Looking to Season 2 and the future
"World on Fire" was already renewed for a second season, which Hauer-King is eager to start. Unfortunately, because of the massive cast and crew necessary to depict the subject matter, production is on hold until it's safe to have people together for the undertaking.
"It's off the books right now, but I know that they remain fully committed to making it. I've spoken with the writer, with Peter [Bowker] in the last week and he's been giving me updates. The scripts are very much in the works. As to when we actually start shooting is anyone's guess. Unfortunately, I think you know, this this crisis has thrown up all kinds of issues. It's big crews, big sets, so yeah, we'll just have to wait and see when we get the green light."
Even though he's not currently on set, Hauer-King hasn't been sitting idle at home. After being cast as Prince Eric in Disney's upcoming live-action "The Little Mermaid," he's had plenty of time to study his part.
"I know that script so well now. I've had so much time," he said. "I could do every part. I could do I could say everyone's lines."
He's also been working on his own creative endeavor: a screenplay. "I feel like every actor is going to have their screenplay coming out of this, their corona screenplay. Mine's not about the virus, I can assure you," he said.
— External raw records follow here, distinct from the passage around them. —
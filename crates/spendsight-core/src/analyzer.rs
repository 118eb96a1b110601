//! Analysis facade
//!
//! One entry point over the whole engine. Every method is synchronous and
//! pure: the caller injects the transaction log, the budgets, and the
//! reference date, and gets plain serializable records back. Calling any
//! method twice with identical inputs yields identical output, so external
//! time-boxed caching keyed by `SnapshotMeta::cache_key` is safe.

use chrono::NaiveDate;
use serde::{Deserialize, Serialize};
use tracing::info;

use crate::budget::{calculate_predictions_with_config, generate_alerts_with_config};
use crate::config::AnalyzerConfig;
use crate::insights::{Insight, InsightEngine};
use crate::models::{Budget, BudgetAlert, BudgetPrediction, RecurringPattern, Transaction};
use crate::preprocess::{preprocess, Snapshot, SnapshotMeta};
use crate::recurring::detect_recurring;

/// Everything one analysis pass produces.
#[derive(Debug, Clone, Serialize, Deserialize)]
pub struct AnalysisReport {
    pub recurring: Vec<RecurringPattern>,
    pub predictions: Vec<BudgetPrediction>,
    pub alerts: Vec<BudgetAlert>,
    pub insights: Vec<Insight>,
    pub meta: SnapshotMeta,
}

/// The spending-analytics engine.
pub struct SpendingAnalyzer {
    config: AnalyzerConfig,
    engine: InsightEngine,
}

impl Default for SpendingAnalyzer {
    fn default() -> Self {
        Self::new()
    }
}

impl SpendingAnalyzer {
    pub fn new() -> Self {
        Self::with_config(AnalyzerConfig::default())
    }

    pub fn with_config(config: AnalyzerConfig) -> Self {
        Self {
            config,
            engine: InsightEngine::new(),
        }
    }

    pub fn config(&self) -> &AnalyzerConfig {
        &self.config
    }

    /// Build the preprocessed snapshot for `transactions` as of `now`.
    pub fn preprocess(&self, transactions: &[Transaction], now: NaiveDate) -> Snapshot {
        preprocess(transactions, now)
    }

    /// Detect recurring-payment patterns, ranked by confidence.
    ///
    /// Transactions should be chronologically ascending; merchant grouping
    /// is first-match and order-sensitive.
    pub fn detect_recurring_expenses(
        &self,
        transactions: &[Transaction],
        now: NaiveDate,
    ) -> Vec<RecurringPattern> {
        detect_recurring(transactions, now, &self.config)
    }

    /// Month-end projection per budget, sorted worst-first.
    pub fn calculate_budget_predictions(
        &self,
        transactions: &[Transaction],
        budgets: &[Budget],
        now: NaiveDate,
    ) -> Vec<BudgetPrediction> {
        calculate_predictions_with_config(transactions, budgets, now, &self.config)
    }

    /// Derive budget alerts from predictions and spending shape.
    pub fn generate_budget_alerts(
        &self,
        transactions: &[Transaction],
        budgets: &[Budget],
        now: NaiveDate,
    ) -> Vec<BudgetAlert> {
        generate_alerts_with_config(transactions, budgets, now, &self.config)
    }

    /// Run the insight battery over a fresh snapshot.
    pub fn generate_insights(&self, transactions: &[Transaction], now: NaiveDate) -> Vec<Insight> {
        let snapshot = preprocess(transactions, now);
        self.insights_from_snapshot(&snapshot)
    }

    /// Run the insight battery over an already-built snapshot.
    pub fn insights_from_snapshot(&self, snapshot: &Snapshot) -> Vec<Insight> {
        self.engine.run(snapshot, &self.config)
    }

    /// Run everything and bundle the results.
    pub fn analyze(
        &self,
        transactions: &[Transaction],
        budgets: &[Budget],
        now: NaiveDate,
    ) -> AnalysisReport {
        let snapshot = preprocess(transactions, now);
        let report = AnalysisReport {
            recurring: self.detect_recurring_expenses(transactions, now),
            predictions: self.calculate_budget_predictions(transactions, budgets, now),
            alerts: self.generate_budget_alerts(transactions, budgets, now),
            insights: self.insights_from_snapshot(&snapshot),
            meta: snapshot.meta,
        };

        info!(
            transactions = transactions.len(),
            budgets = budgets.len(),
            recurring = report.recurring.len(),
            alerts = report.alerts.len(),
            insights = report.insights.len(),
            "Analysis complete"
        );

        report
    }
}
//! Budget projection and alert derivation
//!
//! Month-end projections use plain linear extrapolation: the spend rate so
//! far is treated as stationary for the remainder of the month. That is a
//! documented simplification, not a forecasting guarantee.

use chrono::NaiveDate;
use tracing::{debug, warn};

use crate::config::AnalyzerConfig;
use crate::models::{
    AlertKind, AlertSeverity, Budget, BudgetAlert, BudgetPrediction, BudgetStatus, Transaction,
};
use crate::preprocess::preprocess;

/// Month-end projection for every budget, sorted worst-first.
///
/// Budgets are evaluated independently: a malformed month key skips that
/// budget with a warning and never aborts the batch.
pub fn calculate_predictions(
    transactions: &[Transaction],
    budgets: &[Budget],
    now: NaiveDate,
) -> Vec<BudgetPrediction> {
    calculate_predictions_with_config(transactions, budgets, now, &AnalyzerConfig::default())
}

pub fn calculate_predictions_with_config(
    transactions: &[Transaction],
    budgets: &[Budget],
    now: NaiveDate,
    config: &AnalyzerConfig,
) -> Vec<BudgetPrediction> {
    let mut predictions: Vec<BudgetPrediction> = budgets
        .iter()
        .filter_map(|budget| match predict_one(transactions, budget, now, config) {
            Ok(p) => Some(p),
            Err(e) => {
                warn!(category = %budget.category, error = %e, "Skipping budget");
                None
            }
        })
        .collect();

    // Worst-first: exceeded < danger < warning < safe. Stable sort keeps
    // insertion order within a status.
    predictions.sort_by_key(|p| p.status.rank());
    predictions
}

fn predict_one(
    transactions: &[Transaction],
    budget: &Budget,
    now: NaiveDate,
    config: &AnalyzerConfig,
) -> crate::error::Result<BudgetPrediction> {
    let (first, last) = budget.month_bounds()?;
    let days_in_month = (last - first).num_days() + 1;

    let current_spent: f64 = transactions
        .iter()
        .filter(|t| t.category() == budget.category && t.date >= first && t.date <= last)
        .map(|t| t.amount)
        .sum();

    let days_passed = if now < first {
        0
    } else if now > last {
        days_in_month
    } else {
        (now - first).num_days() + 1
    };
    let days_remaining = days_in_month - days_passed;

    let daily_average = if days_passed > 0 {
        current_spent / days_passed as f64
    } else {
        0.0
    };
    let predicted_spent = daily_average * days_in_month as f64;
    let predicted_overage = (predicted_spent - budget.amount).max(0.0);

    let percentage_used = if budget.amount > 0.0 {
        current_spent / budget.amount * 100.0
    } else {
        0.0
    };

    // Negative when already over budget: that is a meaningful signal,
    // deliberately not clamped.
    let recommended_daily_limit = if days_remaining > 0 {
        (budget.amount - current_spent) / days_remaining as f64
    } else {
        0.0
    };

    let status = if current_spent >= budget.amount {
        BudgetStatus::Exceeded
    } else if predicted_spent >= budget.amount {
        BudgetStatus::Danger
    } else if percentage_used >= config.budget_warning_percent {
        BudgetStatus::Warning
    } else {
        BudgetStatus::Safe
    };

    let message = match status {
        BudgetStatus::Exceeded => format!(
            "{} budget exceeded: {:.0} spent of {:.0}",
            budget.category, current_spent, budget.amount
        ),
        BudgetStatus::Danger => format!(
            "{} is on pace to reach {:.0}, over the {:.0} budget",
            budget.category, predicted_spent, budget.amount
        ),
        BudgetStatus::Warning => format!(
            "{:.0}% of the {} budget used with {} days left",
            percentage_used, budget.category, days_remaining
        ),
        BudgetStatus::Safe => format!(
            "{} is on track: {:.0}% used",
            budget.category, percentage_used
        ),
    };

    debug!(
        category = %budget.category,
        status = %status,
        current_spent,
        predicted_spent,
        "Budget evaluated"
    );

    Ok(BudgetPrediction {
        category: budget.category.clone(),
        current_spent,
        predicted_spent,
        predicted_overage,
        percentage_used,
        days_remaining,
        daily_average,
        recommended_daily_limit,
        status,
        message,
    })
}

/// Derive alerts from the budget predictions and the raw spending shape.
///
/// Four independent sources, emitted in this order: at-risk predictions,
/// exceeded budgets, category month-over-month surges, and material spend in
/// unbudgeted categories.
pub fn generate_alerts(
    transactions: &[Transaction],
    budgets: &[Budget],
    now: NaiveDate,
) -> Vec<BudgetAlert> {
    generate_alerts_with_config(transactions, budgets, now, &AnalyzerConfig::default())
}

pub fn generate_alerts_with_config(
    transactions: &[Transaction],
    budgets: &[Budget],
    now: NaiveDate,
    config: &AnalyzerConfig,
) -> Vec<BudgetAlert> {
    let predictions = calculate_predictions_with_config(transactions, budgets, now, config);
    let snapshot = preprocess(transactions, now);
    let mut alerts = Vec::new();

    for p in &predictions {
        match p.status {
            BudgetStatus::Danger => alerts.push(BudgetAlert {
                category: p.category.clone(),
                kind: AlertKind::Prediction,
                severity: AlertSeverity::Warning,
                title: format!("{} budget at risk", p.category),
                message: format!(
                    "Projected {:.0} by month end; keep daily spend under {:.0} to stay on budget",
                    p.predicted_spent, p.recommended_daily_limit
                ),
                suggested_amount: Some(p.recommended_daily_limit),
            }),
            BudgetStatus::Exceeded => {
                let suggested = p.current_spent * config.suggested_budget_factor;
                alerts.push(BudgetAlert {
                    category: p.category.clone(),
                    kind: AlertKind::Exceeded,
                    severity: AlertSeverity::Critical,
                    title: format!("{} budget exceeded", p.category),
                    message: format!(
                        "{:.0} spent against the budget; consider raising it to {:.0}",
                        p.current_spent, suggested
                    ),
                    suggested_amount: Some(suggested),
                });
            }
            _ => {}
        }
    }

    // Month-over-month surge, independent of any budget
    let mut surge_categories: Vec<&String> = snapshot.category_totals.this_month.keys().collect();
    surge_categories.sort();
    for category in surge_categories {
        let current = snapshot.category_totals.this_month[category];
        let previous = snapshot
            .category_totals
            .last_month
            .get(category)
            .copied()
            .unwrap_or(0.0);
        if previous > 0.0 && current > previous * config.month_over_month_alert_ratio {
            alerts.push(BudgetAlert {
                category: category.clone(),
                kind: AlertKind::Threshold,
                severity: AlertSeverity::Warning,
                title: format!("{} spending jumped", category),
                message: format!(
                    "{:.0} this month vs {:.0} last month ({:.0}% increase)",
                    current,
                    previous,
                    (current - previous) / previous * 100.0
                ),
                suggested_amount: None,
            });
        }
    }

    // Material spend with no budget covering the current month
    let budgeted: Vec<&str> = budgets
        .iter()
        .filter(|b| {
            b.month_bounds()
                .map(|(first, last)| now >= first && now <= last)
                .unwrap_or(false)
        })
        .map(|b| b.category.as_str())
        .collect();

    let mut unbudgeted: Vec<&String> = snapshot.category_totals.this_month.keys().collect();
    unbudgeted.sort();
    for category in unbudgeted {
        if budgeted.contains(&category.as_str()) {
            continue;
        }
        let spend = snapshot.category_totals.this_month[category];
        if spend > config.unbudgeted_materiality {
            let suggested = spend * config.suggested_budget_factor;
            alerts.push(BudgetAlert {
                category: category.clone(),
                kind: AlertKind::Recommendation,
                severity: AlertSeverity::Info,
                title: format!("Consider a {} budget", category),
                message: format!(
                    "{:.0} spent on {} this month with no budget set; a budget of {:.0} would cover it",
                    spend, category, suggested
                ),
                suggested_amount: Some(suggested),
            });
        }
    }

    alerts
}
Although Hauer-King wouldn't divulge the specific subject matter, it does fall into the historical genre, of which he's had experience. Besides starring in "World on Fire," he's also been in plenty of other big period pieces including "Little Women" for Masterpiece and "Howards End" for Starz.
"What is it about these characters that we're connecting with 50 years or 100 years on? And how do they feel alive and vivid and contemporary?" he said. "So that's been really interesting to go over lots of period adaptations and trying to make sense of why they work. That's been a big part of it for sure."
Then again, he could always take a stab at updating "World on Fire" Season 2 with contemporary technology to overcome the self-isolation.
"It might just be one long Zoom meeting. The first episode might be Harry getting to grips with it, and and and by accident during a three-way Skype call with Lois and Kasia."
"World on Fire" airs its season finale on Sunday, May 17 at 9 p.m. on PBS.